Python 3 HTML parser

1.2k Views Asked by At

I'm sure everyone will groan, and tell me to look at the documentation (which I have) but I just don't understand how to achieve the same as the following:

curl -s http://www.maxmind.com/app/locate_my_ip | awk '/align="center">/{getline;print}'

All I have in python3 so far is:

import urllib.request

f = urllib.request.urlopen('http://www.maxmind.com/app/locate_my_ip')

for lines in f.readlines():
    print(lines)

f.close()

Seriously, any suggestions (please don't tell me to read http://docs.python.org/release/3.0.1/library/html.parser.html as I have been learning python for 1 day, and get easily confused) a simple example would be amazing!!!

3

There are 3 best solutions below

0
On BEST ANSWER

This is based off of larsmans's answer, above.

f = urllib.request.urlopen('http://www.maxmind.com/app/locate_my_ip')
for line in f:
    if b'align="center">' in line:
        print(next(f).decode().rstrip())
f.close()

Explanation:

for line in f iterates over the lines in the file-like object, f. Python let's you iterate over lines in a file like you would items in a list.

if b'align="center">' in line looks for the string 'align="center">' in the current line. The b indicates that this is a buffer of bytes, rather than a string. It appears that urllib.reqquest.urlopen interpets the results as binary data, rather than unicode strings, and an unadorned 'align="center">' would be interpreted as a unicode string. (That was the source of the TypeError above.)
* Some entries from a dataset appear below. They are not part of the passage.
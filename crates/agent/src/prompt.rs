//! The built-in system prompt.

/// Instructions sent with every request. Kept out of the trimmed history.
pub const SYSTEM_PROMPT: &str = r#"You are a personal assistant that helps track open loops: anything on the user's mind. You store everything in a database using the tools available to you.

Everything is a "thing." Use tags for categorization (e.g., project, idea, errand). Use status and priority to track state. Keep it flat, no hierarchy.

Status values: open (default), active (in progress), done, dropped.
Priority values: low, normal (default), high, urgent.

Guidelines:
- Be helpful but concise. No unnecessary chatter.
- Always use tools to check state before answering questions. Don't guess.
- When asked about status, call get_summary first.
- Use get_time when you need the current date or time, before setting due dates, calculating durations, or creating reminders.
- Admit when you don't know something rather than making things up.
- For check-ins: summarize open things, mention overdue items, ask about priorities. Be useful, not annoying.
- Dates should be in YYYY-MM-DD format.
- When creating items, confirm what you created with the details.

Memory:
- You have two memory systems: notes (key-value scratchpad) and memories (timestamped journal).
- Use set_note/get_note for facts that get updated: user preferences, settings, reference data.
- Use save_memory for events, decisions, observations, blockers: things that happened at a point in time.
- When the user tells you something important about their situation, goals, or blockers, save a memory.
- When starting a conversation or check-in, use list_recent_memories to re-establish context.
- Use search_memories when you need to recall something specific from past conversations.
- Categories: observation (general), decision (choices made), blocker (things stuck), preference (user preferences), event (something happened), reflection (your synthesis).
- For temporary working state, set expires_at to 1-3 days out. Omit expires_at for permanent memories.
- Be selective. Not every interaction needs a memory. Save what would be useful in a future conversation.

Skills:
- Skills are reusable procedures and knowledge you've learned. Use them to remember HOW to do things.
- Before performing a complex or repeated task, check list_skills for an existing skill.
- If you figure out a good approach for something, save it as a skill for next time.
- Skills are different from memories: memories record WHAT happened, skills record HOW to do things.
- Keep skills focused and actionable. A good skill has clear steps or a template.

Schedules and reminders:
- Schedules run a prompt on a cron expression (minute hour day-of-month month day-of-week).
- Reminders fire once at a given time. Use get_time first so the time is right."#;
//! Message domain types.
//!
//! A conversation history is a plain `Vec<Message>` owned by whoever drives the
//! agent (the CLI session, the scheduler). Every message falls into exactly one
//! of three kinds, see [`MessageKind`].

use chrono::{DateTime, Utc};
use serde::{Deserialize, Serialize};

/// The role of a message sender in a conversation.
///
/// System instructions travel separately in the provider request and never
/// appear in a history.
#[derive(Debug, Clone, Copy, PartialEq, Eq, Serialize, Deserialize)]
#[serde(rename_all = "lowercase")]
pub enum Role {
    /// The end user (tool results are also delivered as user turns)
    User,
    /// The AI assistant
    Assistant,
}

/// How a message participates in tool calling.
#[derive(Debug, Clone, Copy, PartialEq, Eq)]
pub enum MessageKind {
    /// Plain text, no tool calls, no result marker.
    Ordinary,
    /// An assistant turn requesting one or more tools.
    Invocation,
    /// The output of a single tool call.
    Result,
}

/// A tool invocation requested by the model.
#[derive(Debug, Clone, PartialEq, Serialize, Deserialize)]
pub struct ToolCall {
    /// Unique call ID, echoed back in the matching result message
    pub id: String,

    /// Name of the tool to execute
    pub name: String,

    /// Arguments as an opaque JSON value
    #[serde(default)]
    pub arguments: serde_json::Value,
}

impl ToolCall {
    pub fn new(id: impl Into<String>, name: impl Into<String>, arguments: serde_json::Value) -> Self {
        Self {
            id: id.into(),
            name: name.into(),
            arguments,
        }
    }
}

/// A single message in a conversation.
#[derive(Debug, Clone, PartialEq, Serialize, Deserialize)]
pub struct Message {
    /// Who sent this message
    pub role: Role,

    /// The text content (may be empty on invocations)
    #[serde(default)]
    pub content: String,

    /// Tool calls requested by the assistant (if any)
    #[serde(default, skip_serializing_if = "Vec::is_empty")]
    pub tool_calls: Vec<ToolCall>,

    /// If this is a tool result, which tool call it responds to
    #[serde(default, skip_serializing_if = "Option::is_none")]
    pub tool_call_id: Option<String>,

    /// Timestamp
    #[serde(default = "Utc::now")]
    pub timestamp: DateTime<Utc>,
}

impl Message {
    fn new(role: Role, content: String) -> Self {
        Self {
            role,
            content,
            tool_calls: Vec::new(),
            tool_call_id: None,
            timestamp: Utc::now(),
        }
    }

    /// Create a new user message.
    pub fn user(content: impl Into<String>) -> Self {
        Self::new(Role::User, content.into())
    }

    /// Create a new assistant message.
    pub fn assistant(content: impl Into<String>) -> Self {
        Self::new(Role::Assistant, content.into())
    }

    /// Create an assistant message carrying tool calls.
    pub fn invocation(content: impl Into<String>, tool_calls: Vec<ToolCall>) -> Self {
        Self {
            tool_calls,
            ..Self::new(Role::Assistant, content.into())
        }
    }

    /// Create a tool result message for the given call.
    pub fn tool_result(tool_call_id: impl Into<String>, content: impl Into<String>) -> Self {
        Self {
            tool_call_id: Some(tool_call_id.into()),
            ..Self::new(Role::User, content.into())
        }
    }

    /// Classify this message. A non-empty `tool_call_id` always wins.
    pub fn kind(&self) -> MessageKind {
        if self.tool_call_id.as_deref().is_some_and(|id| !id.is_empty()) {
            MessageKind::Result
        } else if !self.tool_calls.is_empty() {
            MessageKind::Invocation
        } else {
            MessageKind::Ordinary
        }
    }

    pub fn is_invocation(&self) -> bool {
        self.kind() == MessageKind::Invocation
    }

    pub fn is_result(&self) -> bool {
        self.kind() == MessageKind::Result
    }
}

#[cfg(test)]
mod tests {
    use super::*;
    use serde_json::json;

    #[test]
    fn create_user_message() {
        let msg = Message::user("Hello, agent!");
        assert_eq!(msg.role, Role::User);
        assert_eq!(msg.content, "Hello, agent!");
        assert!(msg.tool_calls.is_empty());
        assert_eq!(msg.kind(), MessageKind::Ordinary);
    }

    #[test]
    fn invocation_and_result_kinds() {
        let call = ToolCall::new("c1", "get_time", json!({}));
        let inv = Message::invocation("", vec![call]);
        assert_eq!(inv.role, Role::Assistant);
        assert!(inv.is_invocation());

        let res = Message::tool_result("c1", r#"{"day":"Sunday"}"#);
        assert_eq!(res.role, Role::User);
        assert!(res.is_result());
    }

    #[test]
    fn result_marker_takes_precedence_over_tool_calls() {
        let mut msg = Message::tool_result("c1", "{}");
        msg.tool_calls.push(ToolCall::new("c2", "get_time", json!({})));
        assert_eq!(msg.kind(), MessageKind::Result);
    }

    #[test]
    fn empty_tool_call_id_is_not_a_result() {
        let mut msg = Message::user("hi");
        msg.tool_call_id = Some(String::new());
        assert_eq!(msg.kind(), MessageKind::Ordinary);
    }

    #[test]
    fn serialization_skips_empty_tool_fields() {
        let json = serde_json::to_value(Message::assistant("done")).unwrap();
        assert_eq!(json["role"], "assistant");
        assert!(json.get("tool_calls").is_none());
        assert!(json.get("tool_call_id").is_none());
    }
}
next(f) takes the next line of the file, because your original awk script printed the line after 'align="center">' rather than the current line. The decode method (strings have methods in Python) takes the binary data and converts it to a printable unicode object. The rstrip() method strips any trailing whitespace (namely, the newline at the end of each line.

3
On

I would probably use regular expressions to get the ip itself:

import re
import urllib

f = urllib.request.urlopen('http://www.maxmind.com/app/locate_my_ip')
html_text=f.read()
re.findall(r'\d{1,3}\.\d{1,3}\.\d{1,3}\.\d{1,3}',html_text)[0]

which will print the first string of the format: 1-3digits, period, 1-3digits,...

I take it you were looking for the line, you could simply extend the string in the findall() expression to take care of that. (see the python docs for re for more details). By the way, the r in front of the match string makes it a raw string so you wouldn't need to escape python escape characters inside of it (but you still need to escape RE escape characters).

Hope that helps

4
On
# no need for .readlines here
for ln in f:
    if 'align="center">' in ln:
        print(ln)

But be sure to read the Python tutorial.